Editors’ Introduction, Issue Two
Much has happened in the months since we published the inaugural issue of Othering & Belonging.
Donald Trump won an unexpected victory to succeed Barack Obama as US president just as a peace agreement ended Latin America’s longest conflict in Colombia. Brazilians and South Koreans impeached their presidents, while President Erdoğan of Turkey accelerated his authoritarian rule, launching a massive purge targeting his critics. Beach resorts in France made news worldwide when they banned the burkini, and 2016 registered as the hottest year on record. President Trump proposed deep cuts to US foreign aid that, if enacted, promise to exacerbate conflict-driven famines in Nigeria, Somalia, and South Sudan, arguably the world’s most serious humanitarian crises in seventy years. The Zika virus spread to more than seventy-five countries, including the United States, and Prime Minister Theresa May triggered the process by which Great Britain will exit the European Union.
These developments, and so many others across the globe, are rife with the dynamics of othering, whether along markers of race, ethnicity, class, gender, religion, immigration status, nationality, geography, or a combination of these and other dimensions of personal and group identity. In the responses to these developments, we also find strains of belonging—enough, perhaps, to ground our hopes for a more inclusive future.
If there is a theme to this, the second issue of Othering & Belonging, it might be hope. Hope built not only on the aspirations articulated by groups around the world, but also on the emergence of new organizational formations whose practices are meant to enact inclusiveness and belonging. We start with the stories of two such formations.
Arlene Goldbard, chief policy wonk of the US Department of Arts and Culture (USDAC)—not a government agency!—offers “Belonging as a Cultural Right.” Goldbard shares USDAC’s origin story, with particular attention to the formulation of its Policy on Belonging. In “Equity as Common Cause,” Elisabeth Farrell and her colleagues describe the painstaking journey made by Food Solutions New England from its origins as a predominantly white regional food systems network with no more than tangential interest in race issues to its present incarnation as a deliberately multiracial organization with racial equity at its center.
As very much works in progress, USDAC and Food Solutions New England offer lessons we hope readers will find instructive regardless of their own areas of endeavor.
The featured article in our inaugural issue, “The Problem of Othering” by john powell and Stephen Menendian, provided a rigorous exploration of what othering and belonging entail, why they matter, and of the “forces that contribute to othering and interventions that might mitigate some of the excesses.” Because such an analysis goes to the heart of our purpose with Othering & Belonging, we reached out to thinkers and doers from a range of disciplines and professional sectors to solicit their reactions to the piece. We thank Soya Jung, Susan Eaton, Alex Mikulich, David Clingingsmith, and Dennis Parker for illuminating many of the strengths, and some of the possible lacunae, in powell and Menendian’s analysis. Their reflections buttress our conviction that a framework centered on othering and belonging has much to recommend it.
The rhetorical and literal violence roiling social and political waters in the United States take a heavy toll, the effects of which are felt widely. At a time when incidents of harassment and bias remain common and are often directed against children, especially in schools, a great many parents, teachers, and other caregivers are seeking the tools they need to effectively support the targets of these aggressions.
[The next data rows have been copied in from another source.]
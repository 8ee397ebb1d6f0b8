use super::entity::DepositAddress;

/// # Summary
/// 待投递的用户通知。主题与正文在资金事务内定稿（outbox 模式），
/// 投递本身由 relay 异步尽力完成，失败只记录重试，绝不回滚资金变动。
#[derive(Debug, Clone, PartialEq, Eq)]
pub struct Notice {
    pub subject: String,
    pub body: String,
}

/// 入金申请受理通知。
pub fn deposit_requested() -> Notice {
    Notice {
        subject: "入金申請ありがとうございます".to_string(),
        body: "入金申請を受け付けました。\n着金確認後、取引口座へ反映されます。".to_string(),
    }
}

/// 入金完成（余额已入账）通知。
pub fn deposit_completed() -> Notice {
    Notice {
        subject: "入金完了のお知らせ".to_string(),
        body: "入金の確認が取れました。\n取引口座へ残高を反映しました。".to_string(),
    }
}

/// CRYPTO 入金专用地址分配通知。地址只在分配事务内可知，
/// 因此模板函数由存储层在同一事务中调用。
pub fn deposit_address_assigned(addr: &DepositAddress) -> Notice {
    let memo_line = match &addr.memo_tag {
        Some(tag) => format!("MEMO / TAG：{}\n", tag),
        None => String::new(),
    };
    Notice {
        subject: "入金用アドレスのご案内".to_string(),
        body: format!(
            "通貨：{}\nアドレス：\n{}\n{}\n※ このアドレスは今回の入金専用です。\n※ 着金確認後、残高へ反映されます。",
            addr.currency, addr.address, memo_line
        ),
    }
}

/// 出金申请受理通知。
pub fn withdraw_requested() -> Notice {
    Notice {
        subject: "出金申請を受け付けました".to_string(),
        body: "出金申請を受け付けました。\n処理を開始しましたので、完了まで今しばらくお待ちください。"
            .to_string(),
    }
}

/// 出金批准通知。
pub fn withdraw_approved() -> Notice {
    Notice {
        subject: "出金に関するご連絡".to_string(),
        body: "出金申請が承認されました。\n\n指定された出金先へ送金処理を進めております。\n反映まで今しばらくお待ちください。"
            .to_string(),
    }
}

/// 出金取消（要求重新 KYC）通知。
pub fn withdraw_canceled() -> Notice {
    Notice {
        subject: "出金に関するご連絡".to_string(),
        body: "出金申請の内容に確認事項があり、\n追加の本人確認が必要となりました。\n\nお手数ですが、\nKYC（本人確認）の再提出をお願いいたします。\n\n確認完了後、再度出金申請が可能になります。"
            .to_string(),
    }
}
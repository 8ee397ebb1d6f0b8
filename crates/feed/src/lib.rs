//! # `daicho-feed` - 行情源适配层
//!
//! `PriceSource` 端口的 Binance REST 实现：
//! 开仓取现货最新价，平仓价按运营配置的每标的点差修正（BUY 平仓按 Ask，
//! SELL 平仓按 Bid）。所有请求带有界超时，网络失败与"标的不存在"
//! 以不同错误浮出，供上层决定是否重试。

pub mod binance;
use daicho_core::common::UserId;
use daicho_core::kyc::port::{KYC_LEVEL_CLEARED, KycGate};
use daicho_core::ledger::entity::Wallet;
use daicho_core::ledger::port::WalletLedger;
use daicho_core::transfer::entity::{Currency, Transfer, TransferId, TransferMethod};
use daicho_core::transfer::port::{NewDeposit, TransferError, TransferStore};
use rust_decimal::Decimal;
use std::sync::Arc;
use tracing::warn;

/// 用户钱包页默认返回的流水条数。
const HISTORY_LIMIT: u32 = 50;

/// # Summary
/// 新入金申请的外部参数（JPY / CRYPTO 共通）。
#[derive(Debug, Clone)]
pub struct DepositRequest {
    pub amount: Decimal,
    pub method: TransferMethod,
    pub currency: Option<Currency>,
    pub crypto_amount: Option<Decimal>,
    /// 幂等键：客户端重试时携带同一键，只会产生一条流水
    pub request_key: Option<String>,
}

/// # Summary
/// `TransferService` 是出入金状态机的入口编排者。
/// 校验失败在任何变动发生之前拒绝；通过校验后委托存储端口
/// 在单一事务内完成状态迁移与余额变动。
pub struct TransferService {
    store: Arc<dyn TransferStore>,
    ledger: Arc<dyn WalletLedger>,
    kyc: Arc<dyn KycGate>,
}

impl TransferService {
    pub fn new(
        store: Arc<dyn TransferStore>,
        ledger: Arc<dyn WalletLedger>,
        kyc: Arc<dyn KycGate>,
    ) -> Self {
        Self { store, ledger, kyc }
    }

    /// # Logic
    /// 1. 金额必须为正。
    /// 2. JPY 入金强制币种为 JPY，忽略申报币量。
    /// 3. CRYPTO 入金要求币种为 BTC/ETH 且申报币量为正。
    /// 4. 校验全部通过后创建 PENDING 流水（含受理通知入队）。
    pub async fn request_deposit(
        &self,
        user_id: UserId,
        req: DepositRequest,
    ) -> Result<Transfer, TransferError> {
        if req.amount <= Decimal::ZERO {
            return Err(TransferError::Validation("Invalid deposit amount".into()));
        }

        let (currency, crypto_amount) = match req.method {
            TransferMethod::Jpy => (Some(Currency::Jpy), None),
            TransferMethod::Crypto => {
                let currency = match req.currency {
                    Some(c @ (Currency::Btc | Currency::Eth)) => c,
                    _ => {
                        return Err(TransferError::Validation("Invalid crypto currency".into()));
                    }
                };
                match req.crypto_amount {
                    Some(amount) if amount > Decimal::ZERO => (Some(currency), Some(amount)),
                    _ => return Err(TransferError::Validation("Invalid cryptoAmount".into())),
                }
            }
        };

        self.store
            .create_deposit(NewDeposit {
                user_id,
                method: req.method,
                currency,
                amount: req.amount,
                crypto_amount,
                request_key: req.request_key,
            })
            .await
    }

    /// # Logic
    /// 1. 金额必须为正。
    /// 2. KYC 等级必须恰好为 5（完成），否则拒绝。
    /// 3. 创建 PENDING 出金并在同一事务内冻结资金
    ///    （申请时刻保留，杜绝同一笔可用余额被重复申请出金）。
    pub async fn request_withdraw(
        &self,
        user_id: UserId,
        amount: Decimal,
        request_key: Option<String>,
    ) -> Result<Transfer, TransferError> {
        if amount <= Decimal::ZERO {
            return Err(TransferError::Validation("Amount must be positive".into()));
        }

        let level = self
            .kyc
            .status(user_id)
            .await
            .map_err(|e| TransferError::Storage(e.to_string()))?;
        if level != KYC_LEVEL_CLEARED {
            warn!(
                user_id = user_id.0,
                level = i64::from(level),
                "Withdraw rejected: KYC not cleared"
            );
            return Err(TransferError::KycNotCleared(level));
        }

        self.store.create_withdraw(user_id, amount, request_key).await
    }

    /// 管理员批准入金。JPY 即时入账完成；CRYPTO 分配地址转入 CONFIRMING。
    pub async fn approve_deposit(&self, id: TransferId) -> Result<Transfer, TransferError> {
        self.store.approve_deposit(id).await
    }

    /// 管理员确认 CRYPTO 入金已到账：CONFIRMING → COMPLETED 并入账。
    pub async fn confirm_crypto_deposit(&self, id: TransferId) -> Result<Transfer, TransferError> {
        self.store.confirm_crypto_deposit(id).await
    }

    /// 管理员批准出金：冻结资金扣出系统。
    pub async fn approve_withdraw(&self, id: TransferId) -> Result<Transfer, TransferError> {
        self.store.approve_withdraw(id).await
    }

    /// 管理员取消出金：冻结归还、KYC 降级为 4。
    pub async fn cancel_withdraw(&self, id: TransferId) -> Result<Transfer, TransferError> {
        self.store.cancel_withdraw(id).await
    }

    /// 用户钱包页：余额快照 + 近期流水。
    pub async fn wallet_overview(
        &self,
        user_id: UserId,
    ) -> Result<(Wallet, Vec<Transfer>), TransferError> {
        let wallet = self.ledger.wallet(user_id).await?;
        let history = self.store.history(user_id, HISTORY_LIMIT).await?;
        Ok((wallet, history))
    }
}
We turned for observations and advice to clinical psychologist Allison Briscoe-Smith and Teaching Tolerance director Maureen Costello, who offered plenty of both. We entitled the exchange, “Explicit bigotry goes mainstream: How can we support our children?”
Resistance to othering takes myriad forms, with the arena of arts and culture often supplying especially powerful and compelling examples. Rebecca Podlech’s “Subverting Established Views: OPPOSE OTHERING!” describes a collaborative project by central and eastern European filmmakers under the banner “Solidarity, Belonging and Empowerment Through Film.” Her short piece includes a teaser from one of the films in the project.
We close this issue with Susie Cagle’s editorial cartoon, “Divided and Platformed.” With reference to the role of Facebook as a platform for the proliferation of “fake news” during the 2016 presidential campaign, Cagle argues that the impulse to belong can be exploited—and has been. Provocatively, she suggests that the “web did not rewrite the rules of society—it just revealed that, in this form, our natural human desire to seek comfort and belonging, taken to scale, can be toxic.”
Progress toward societies and a world characterized by wider participation and more inclusive membership won’t happen as a matter of course. The success of struggles toward those ends will rely on clear-eyed thinking and strategizing, vigorous organizing, persuasive communications, painstaking community building, and on thoughtful movement building and policy making. That the worlds of research and scholarship, advocacy and activism, arts, science, business, politics, and grassroots community all have vital contributions to make is one of the core premises of Othering & Belonging.
To all our truly diverse contributors, supporters, and readers—thank you! We hope that you will alert others in your networks to this forum and invite them to submit their own contributions.